▶ Goal of the exercise
Whenever a line below holds the word "TagsResponse", copy that line.

★ ★ ★ ★ ★ ★ ★

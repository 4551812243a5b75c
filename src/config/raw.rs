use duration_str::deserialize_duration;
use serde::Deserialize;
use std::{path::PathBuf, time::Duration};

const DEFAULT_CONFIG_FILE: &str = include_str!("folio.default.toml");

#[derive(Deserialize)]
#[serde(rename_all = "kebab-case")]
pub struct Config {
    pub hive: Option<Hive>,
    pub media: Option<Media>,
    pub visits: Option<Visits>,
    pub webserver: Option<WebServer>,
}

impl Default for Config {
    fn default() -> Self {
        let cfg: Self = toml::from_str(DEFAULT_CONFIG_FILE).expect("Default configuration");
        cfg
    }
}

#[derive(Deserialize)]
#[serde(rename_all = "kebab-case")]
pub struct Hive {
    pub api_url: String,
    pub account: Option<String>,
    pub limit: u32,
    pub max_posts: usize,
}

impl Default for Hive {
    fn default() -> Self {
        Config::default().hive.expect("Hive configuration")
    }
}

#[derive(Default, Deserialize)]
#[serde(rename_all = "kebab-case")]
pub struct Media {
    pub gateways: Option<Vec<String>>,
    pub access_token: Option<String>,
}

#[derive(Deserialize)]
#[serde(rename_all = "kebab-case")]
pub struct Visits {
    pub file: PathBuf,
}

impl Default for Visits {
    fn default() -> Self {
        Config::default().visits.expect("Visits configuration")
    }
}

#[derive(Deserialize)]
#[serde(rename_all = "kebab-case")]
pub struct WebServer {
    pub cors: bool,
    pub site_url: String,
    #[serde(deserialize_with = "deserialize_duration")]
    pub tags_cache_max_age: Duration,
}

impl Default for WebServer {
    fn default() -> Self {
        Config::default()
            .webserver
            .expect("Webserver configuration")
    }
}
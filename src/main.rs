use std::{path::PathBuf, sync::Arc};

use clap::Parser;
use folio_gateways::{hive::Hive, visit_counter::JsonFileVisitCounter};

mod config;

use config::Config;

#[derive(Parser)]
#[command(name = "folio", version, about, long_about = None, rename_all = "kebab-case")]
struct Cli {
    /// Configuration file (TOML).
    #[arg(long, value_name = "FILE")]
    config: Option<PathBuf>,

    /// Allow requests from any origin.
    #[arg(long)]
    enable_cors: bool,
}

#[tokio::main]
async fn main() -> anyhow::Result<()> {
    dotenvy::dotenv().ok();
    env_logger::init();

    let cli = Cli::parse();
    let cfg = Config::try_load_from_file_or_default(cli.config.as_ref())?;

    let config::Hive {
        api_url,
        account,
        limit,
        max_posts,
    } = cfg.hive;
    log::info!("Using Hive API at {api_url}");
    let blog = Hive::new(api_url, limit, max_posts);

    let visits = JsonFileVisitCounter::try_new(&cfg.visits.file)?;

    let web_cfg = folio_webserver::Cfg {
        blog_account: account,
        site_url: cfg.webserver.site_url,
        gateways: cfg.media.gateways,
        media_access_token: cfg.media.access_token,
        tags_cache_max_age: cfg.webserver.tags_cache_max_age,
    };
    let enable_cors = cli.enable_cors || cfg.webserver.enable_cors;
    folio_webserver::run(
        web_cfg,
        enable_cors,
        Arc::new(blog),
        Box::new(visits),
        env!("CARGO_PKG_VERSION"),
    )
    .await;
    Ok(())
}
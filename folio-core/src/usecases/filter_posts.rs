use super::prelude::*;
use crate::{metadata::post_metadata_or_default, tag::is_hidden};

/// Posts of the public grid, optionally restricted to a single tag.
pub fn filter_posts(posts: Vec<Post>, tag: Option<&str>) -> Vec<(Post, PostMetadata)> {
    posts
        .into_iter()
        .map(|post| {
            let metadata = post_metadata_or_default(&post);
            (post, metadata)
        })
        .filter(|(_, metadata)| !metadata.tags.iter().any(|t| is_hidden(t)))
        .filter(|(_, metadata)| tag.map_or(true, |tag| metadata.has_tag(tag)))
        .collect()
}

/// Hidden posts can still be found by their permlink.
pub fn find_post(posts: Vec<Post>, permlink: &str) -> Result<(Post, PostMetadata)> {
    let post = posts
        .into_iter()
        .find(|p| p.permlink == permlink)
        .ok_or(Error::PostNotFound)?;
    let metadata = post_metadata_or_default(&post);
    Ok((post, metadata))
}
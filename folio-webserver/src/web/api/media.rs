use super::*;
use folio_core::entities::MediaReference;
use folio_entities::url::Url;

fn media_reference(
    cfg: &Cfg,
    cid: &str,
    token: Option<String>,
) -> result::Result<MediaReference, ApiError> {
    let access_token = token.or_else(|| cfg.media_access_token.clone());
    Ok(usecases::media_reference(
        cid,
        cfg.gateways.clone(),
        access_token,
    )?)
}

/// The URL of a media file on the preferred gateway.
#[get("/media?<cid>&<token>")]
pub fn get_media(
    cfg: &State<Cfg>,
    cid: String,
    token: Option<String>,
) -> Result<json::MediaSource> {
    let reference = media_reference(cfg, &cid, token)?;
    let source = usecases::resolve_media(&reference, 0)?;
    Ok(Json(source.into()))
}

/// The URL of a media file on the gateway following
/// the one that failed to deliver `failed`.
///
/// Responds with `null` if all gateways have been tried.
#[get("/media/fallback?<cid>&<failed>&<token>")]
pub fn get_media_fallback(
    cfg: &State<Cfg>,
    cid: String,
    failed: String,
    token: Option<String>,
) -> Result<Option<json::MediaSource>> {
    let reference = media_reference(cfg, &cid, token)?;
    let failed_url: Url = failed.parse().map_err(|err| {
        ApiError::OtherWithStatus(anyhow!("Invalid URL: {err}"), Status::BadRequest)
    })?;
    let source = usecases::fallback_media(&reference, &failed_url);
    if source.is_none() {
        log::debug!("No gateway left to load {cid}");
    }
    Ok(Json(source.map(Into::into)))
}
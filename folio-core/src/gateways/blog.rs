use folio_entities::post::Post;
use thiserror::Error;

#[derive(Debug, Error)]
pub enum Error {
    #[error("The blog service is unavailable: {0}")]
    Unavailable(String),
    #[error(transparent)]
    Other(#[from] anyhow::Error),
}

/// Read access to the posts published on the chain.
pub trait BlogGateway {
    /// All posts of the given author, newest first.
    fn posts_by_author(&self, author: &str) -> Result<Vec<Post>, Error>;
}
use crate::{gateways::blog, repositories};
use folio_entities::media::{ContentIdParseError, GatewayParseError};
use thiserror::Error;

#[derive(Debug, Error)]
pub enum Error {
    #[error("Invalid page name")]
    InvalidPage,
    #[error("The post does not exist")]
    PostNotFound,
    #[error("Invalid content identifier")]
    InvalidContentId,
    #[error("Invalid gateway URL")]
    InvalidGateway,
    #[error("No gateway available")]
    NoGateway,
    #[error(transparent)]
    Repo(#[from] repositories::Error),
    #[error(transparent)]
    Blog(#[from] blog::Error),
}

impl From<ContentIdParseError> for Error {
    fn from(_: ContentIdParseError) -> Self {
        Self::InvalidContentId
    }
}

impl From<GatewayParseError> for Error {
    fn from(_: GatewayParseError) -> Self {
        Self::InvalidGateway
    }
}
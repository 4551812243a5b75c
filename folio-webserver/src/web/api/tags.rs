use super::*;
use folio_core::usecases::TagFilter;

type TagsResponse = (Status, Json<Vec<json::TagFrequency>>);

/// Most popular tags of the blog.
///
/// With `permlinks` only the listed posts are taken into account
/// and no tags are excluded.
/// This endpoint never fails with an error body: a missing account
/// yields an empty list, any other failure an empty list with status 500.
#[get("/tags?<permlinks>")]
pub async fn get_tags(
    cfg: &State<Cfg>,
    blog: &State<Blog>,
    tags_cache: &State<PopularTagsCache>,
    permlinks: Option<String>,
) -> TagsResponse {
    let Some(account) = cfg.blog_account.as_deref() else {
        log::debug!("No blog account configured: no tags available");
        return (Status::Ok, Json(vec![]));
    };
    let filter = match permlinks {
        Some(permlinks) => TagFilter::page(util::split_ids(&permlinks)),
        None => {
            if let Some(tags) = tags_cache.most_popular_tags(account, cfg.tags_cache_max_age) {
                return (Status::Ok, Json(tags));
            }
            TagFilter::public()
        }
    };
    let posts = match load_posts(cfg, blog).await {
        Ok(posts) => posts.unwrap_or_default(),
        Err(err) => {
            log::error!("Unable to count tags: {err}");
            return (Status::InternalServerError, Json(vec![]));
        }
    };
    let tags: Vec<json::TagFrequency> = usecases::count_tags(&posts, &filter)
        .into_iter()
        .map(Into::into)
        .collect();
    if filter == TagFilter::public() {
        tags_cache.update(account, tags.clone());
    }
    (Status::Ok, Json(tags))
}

★ ★ ★ ★ ★ ★ ★

▶ Task result
type TagsResponse = (Status, Json<Vec<json::TagFrequency>>);
) -> TagsResponse {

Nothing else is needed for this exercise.